Population-genetic analysis of HvABCG31 promoter sequence in wild barley (Hordeum vulgare ssp. spontaneum)

Abstract

Background: The cuticle is an important adaptive structure whose origin played a crucial role in the transition of plants from aqueous to terrestrial conditions. HvABCG31/Eibi1 is an ABCG transporter gene, involved in cuticle formation that was recently identified in wild barley (Hordeum vulgare ssp. spontaneum). To study the genetic variation of HvABCG31 in different habitats, its 2 kb promoter region was sequenced from 112 wild barley accessions collected from five natural populations from southern and northern Israel. The sites included three mesic and two xeric habitats, and differed in annual rainfall, soil type, and soil water capacity.

Results: Phylogenetic analysis of the aligned HvABCG31 promoter sequences clustered the majority of accessions (69 out of 71) from the three northern mesic populations into one cluster, while all 21 accessions from the Dead Sea area, a xeric southern population, and two isolated accessions (one from a xeric population at Mitzpe Ramon and one from the xeric 'African Slope' of "Evolution Canyon") formed the second cluster. The southern arid populations included six haplotypes, but they differed from the consensus sequence at a large number of positions, while the northern mesic populations included 15 haplotypes that were, on average, more similar to the consensus sequence. Most of the haplotypes (20 of 22) were unique to a population. Interestingly, higher genetic variation occurred within populations (54.2%) than among populations (45.8%). Analysis of the promoter region detected a large number of transcription factor binding sites: 121-128 and 121-134 sites in the two southern arid populations, and 123-128,125-128, and 123-125 sites in the three northern mesic populations. Three types of TFBSs were significantly enriched: those related to GA (gibberellin), Dof (DNA binding with one finger), and light.
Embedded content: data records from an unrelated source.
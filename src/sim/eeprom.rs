use crate::spi::{
	DEFAULT_BUSY_POLLS,
	Hardware,
	ID_LOCK_ADDRESS,
	MEMORY_SIZE,
	Opcode,
	OutPins,
	PAGE_SIZE,
	Page,
};

/// manufacturer (ST), SPI family, memory density (8 kbit)
pub const FACTORY_ID: [u8; 3] = [0x20, 0x00, 0x0a];

const STATUS_BUSY: u8 = 0x01;
const STATUS_WRITE_ENABLE_LATCH: u8 = 0x02;
const ID_LOCK_REQUEST: u8 = 0x02;

#[derive(Clone, Copy, PartialEq, Eq, Debug)]
pub struct SimConfig {
	/// status bytes reporting BUSY after a write cycle started
	pub write_busy_polls: u32,
	/// never finish a write cycle
	pub stuck_busy: bool,
	/// poll limit when the simulation drives itself as `Hardware`
	pub busy_poll_limit: usize,
	/// ignore writes unless WREN was issued first
	pub require_write_enable: bool,
}

impl Default for SimConfig {
	fn default() -> Self {
		SimConfig {
			write_busy_polls: 1,
			stuck_busy: false,
			busy_poll_limit: DEFAULT_BUSY_POLLS,
			require_write_enable: true,
		}
	}
}

/// Bit level model of an M95080-D style SPI EEPROM with identification page.
///
/// The model reacts to line changes only: DATA is sampled on rising CLK
/// edges while selected, output bits are driven after falling edges, and
/// write instructions are executed when select is released.
pub struct SimEeprom {
	config: SimConfig,
	memory: [u8; MEMORY_SIZE],
	id_page: Page,
	id_locked: bool,
	write_enable_latch: bool,
	busy: bool,
	busy_remaining: u32,

	pins: OutPins,
	output: bool,

	shift_in: u8,
	bits_in: u8,
	received: Vec<u8>,
	out_byte: u8,
	out_bits: u8,
	out_pending: u8,
	out_index: usize,

	clock_edges: usize,
	status_reads: usize,
}

impl SimEeprom {
	pub fn new(config: SimConfig) -> Self {
		let mut id_page = [0xffu8; PAGE_SIZE];
		id_page[..FACTORY_ID.len()].copy_from_slice(&FACTORY_ID);

		SimEeprom {
			config,
			memory: [0xffu8; MEMORY_SIZE],
			id_page,
			id_locked: false,
			write_enable_latch: false,
			busy: false,
			busy_remaining: 0,
			pins: OutPins::IDLE,
			output: true,
			shift_in: 0,
			bits_in: 0,
			received: Vec::new(),
			out_byte: 0,
			out_bits: 0,
			out_pending: 0,
			out_index: 0,
			clock_edges: 0,
			status_reads: 0,
		}
	}

	pub fn with_memory(config: SimConfig, memory: &[u8]) -> Self {
		let mut eeprom = Self::new(config);
		let len = std::cmp::min(memory.len(), MEMORY_SIZE);
		eeprom.memory[..len].copy_from_slice(&memory[..len]);
		eeprom
	}

	pub fn memory(&self) -> &[u8; MEMORY_SIZE] {
		&self.memory
	}

	pub fn memory_mut(&mut self) -> &mut [u8; MEMORY_SIZE] {
		&mut self.memory
	}

	pub fn id_page(&self) -> &Page {
		&self.id_page
	}

	pub fn is_locked(&self) -> bool {
		self.id_locked
	}

	pub fn is_busy(&self) -> bool {
		self.busy
	}

	pub fn is_selected(&self) -> bool {
		self.pins.chip_select
	}

	/// rising CLK edges seen while selected
	pub fn clock_edges(&self) -> usize {
		self.clock_edges
	}

	/// complete status register bytes shifted out
	pub fn status_reads(&self) -> usize {
		self.status_reads
	}

	/// current level of the device's data output
	pub fn data_out(&self) -> bool {
		self.output
	}

	/// apply new line levels, as driven by the bus master
	pub fn drive(&mut self, pins: OutPins) {
		let prev = self.pins;
		self.pins = pins;

		match (prev.chip_select, pins.chip_select) {
			(false, false) => (),
			(false, true) => self.select(),
			(true, false) => self.release(),
			(true, true) => {
				if !prev.clock && pins.clock {
					self.rising_edge(pins.data);
				} else if prev.clock && !pins.clock {
					self.falling_edge();
				}
			},
		}
	}

	fn reset_transaction(&mut self) {
		self.shift_in = 0;
		self.bits_in = 0;
		self.received.clear();
		self.out_byte = 0;
		self.out_bits = 0;
		self.out_pending = 0;
		self.out_index = 0;
		self.output = true;
	}

	fn select(&mut self) {
		self.reset_transaction();
	}

	fn release(&mut self) {
		self.run_instruction();
		self.reset_transaction();
	}

	fn instruction(&self) -> Option<Opcode> {
		self.received.first().and_then(|code| Opcode::from_code(*code))
	}

	fn address(&self) -> Option<u16> {
		if self.received.len() < 3 {
			return None;
		}
		Some((self.received[1] as u16) << 8 | self.received[2] as u16)
	}

	fn status(&self) -> u8 {
		let mut status = 0;
		if self.busy { status |= STATUS_BUSY; }
		if self.write_enable_latch { status |= STATUS_WRITE_ENABLE_LATCH; }
		status
	}

	fn rising_edge(&mut self, data: bool) {
		self.clock_edges += 1;

		self.shift_in = (self.shift_in << 1) | (data as u8);
		self.bits_in += 1;
		if 8 == self.bits_in {
			if self.received.len() < 3 + MEMORY_SIZE {
				self.received.push(self.shift_in);
			}
			self.shift_in = 0;
			self.bits_in = 0;
		}

		if self.out_pending > 0 {
			self.out_pending -= 1;
			if 0 == self.out_pending {
				self.output_completed();
			}
		}
	}

	fn falling_edge(&mut self) {
		if 0 == self.out_bits {
			match self.next_output_byte() {
				Some(byte) => {
					self.out_byte = byte;
					self.out_bits = 8;
					self.out_pending = 8;
				},
				None => {
					self.output = true;
					return;
				},
			}
		}
		self.output = 0 != self.out_byte & 0x80;
		self.out_byte <<= 1;
		self.out_bits -= 1;
	}

	fn next_output_byte(&mut self) -> Option<u8> {
		if 0 != self.bits_in {
			return None;
		}
		let op = self.instruction()?;
		if op == Opcode::ReadStatus {
			return Some(self.status());
		}
		if self.busy {
			return None;
		}
		let address = self.address()?;
		let index = self.out_index;
		let byte = match op {
			Opcode::Read => {
				self.memory[((address as usize & (MEMORY_SIZE - 1)) + index) % MEMORY_SIZE]
			},
			Opcode::ReadId if 0 != address & ID_LOCK_ADDRESS => {
				self.id_locked as u8
			},
			Opcode::ReadId => {
				self.id_page[((address as usize) + index) % PAGE_SIZE]
			},
			_ => return None,
		};
		self.out_index += 1;
		Some(byte)
	}

	fn output_completed(&mut self) {
		if self.instruction() != Some(Opcode::ReadStatus) {
			return;
		}
		self.status_reads += 1;
		if self.busy && !self.config.stuck_busy {
			if self.busy_remaining <= 1 {
				self.busy = false;
				self.busy_remaining = 0;
			} else {
				self.busy_remaining -= 1;
			}
		}
	}

	fn start_write_cycle(&mut self) {
		self.write_enable_latch = false;
		if self.config.write_busy_polls > 0 || self.config.stuck_busy {
			self.busy = true;
			self.busy_remaining = self.config.write_busy_polls;
		}
	}

	fn write_allowed(&self, op: Opcode) -> bool {
		if self.write_enable_latch || !self.config.require_write_enable {
			true
		} else {
			debug!("sim: {} without write enable latch ignored", op);
			false
		}
	}

	// runs when select is released
	fn run_instruction(&mut self) {
		let op = match self.instruction() {
			Some(op) => op,
			None => {
				if let Some(code) = self.received.first() {
					debug!("sim: unknown instruction 0x{:02x} ignored", code);
				}
				return;
			},
		};
		if 0 != self.bits_in {
			debug!("sim: {} aborted, select released after {} stray bits", op, self.bits_in);
			return;
		}
		if self.busy && op != Opcode::ReadStatus {
			debug!("sim: {} ignored while busy", op);
			return;
		}

		match op {
			Opcode::WriteEnable => {
				if 1 == self.received.len() {
					self.write_enable_latch = true;
				}
			},
			Opcode::Write => {
				let address = match self.address() {
					Some(a) if self.received.len() > 3 => a as usize & (MEMORY_SIZE - 1),
					_ => return,
				};
				if !self.write_allowed(op) {
					return;
				}
				// writes wrap around inside the addressed page
				let page = address & !(PAGE_SIZE - 1);
				let offset = address % PAGE_SIZE;
				for (i, byte) in self.received[3..].iter().enumerate() {
					self.memory[page + (offset + i) % PAGE_SIZE] = *byte;
				}
				self.start_write_cycle();
			},
			Opcode::WriteId => {
				let address = match self.address() {
					Some(a) if self.received.len() > 3 => a,
					_ => return,
				};
				if !self.write_allowed(op) {
					return;
				}
				if 0 != address & ID_LOCK_ADDRESS {
					if 0 == self.received[3] & ID_LOCK_REQUEST {
						return;
					}
					self.id_locked = true;
				} else {
					if self.id_locked {
						debug!("sim: ID page locked, write ignored");
						return;
					}
					let offset = address as usize % PAGE_SIZE;
					for (i, byte) in self.received[3..].iter().enumerate() {
						self.id_page[(offset + i) % PAGE_SIZE] = *byte;
					}
				}
				self.start_write_cycle();
			},
			Opcode::Read | Opcode::ReadId | Opcode::ReadStatus => (),
		}
	}
}

impl Hardware for SimEeprom {
	fn set_pins(&mut self, pins: OutPins) {
		self.drive(pins);
	}

	fn read_pin(&mut self) -> bool {
		self.output
	}

	fn busy_poll_limit(&self) -> usize {
		self.config.busy_poll_limit
	}
}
Conclusions: Drought stress and adaptive natural selection may have been important determinants in the observed sequence variation of HvABCG31 promoter. Abiotic stresses may be involved in the HvABCG31 gene transcription regulations, generating more protective cuticles in plants under stresses.

Figure 1

Haplotype distribution in five natural populations of Hordeum vulgare ssp. s (Spontaneum) in Israel. The white sectors in the pies indicate the frequencies of haplotypes unique to that population, while patterned sectors denote the frequencies of haplotypes shared between populations (for frequency details, see Table 2). P1, Mitzpe Ramon; P2, Dead Sea; P3, "Evolution Canyon"; P4, Arbel; P5, Yehudiyya.

Figure 2

Maximum likelihood bootstrap consensus phylogeny of 2 kb sequence of the HvABCG31 promoter. The phylogenetic consensus tree was constructed using the method of maximum likelihood in MEGA5. Values at the nodes are bootstrap percentage > 60%. Percentages below the cluster names refer to the accession proportions in specific populations. P1, Mitzpe Ramon; P2, Dead Sea; P3, "Evolution Canyon"; P4, Arbel; P5, Yehudiyya.

Figure 3

Differences between haplotypes and the consensus sequence of HvABCG31 promoter in Hordeum vulgare ssp. spontaneum. The number of rare polymorphic sites for each haplotype are above the bars. P1, Mitzpe Ramon; P2, Dead Sea; P3, "Evolution Canyon"; P4, Arbel; P5, Yehudiyya.

Figure 4

Numbers and categories of transcription factor binding sites (TFBSs) in the HvABCG31 promoter of Hordeum vulgare ssp. spontaneum. Different grids in the histogram refer to specific transcription factor binding sites; Sites indicated in red occurred at significantly higher frequencies than random, based on a permutation test with 10,000 runs; their sequences are given and related transcription factors are listed in brackets.

Figure 5

Proportions of conserved and non-conserved TFBSs in the Hordeum vulgare ssp. spontaneum HvABCG31 promoter sequence. The TFBSs were analysed using PlantPan database ( http://plantpan.mbc.nctu.edu.tw/index.php). The upper pie chart showed the over all proportions of conserved and non-conserved TFBSs, and the two lower pie charts showed the proportions of different categories of TFBSs within each group.

Figure 6

Distribution of non-conserved TFBSs in all 22 haplotypes of the HvABCG31 promoter. The upper dashed area refer to TFBSs that occurred in a majority of haplotypes, and the lower dashed area refer to those occurring in a minority of haplotypes.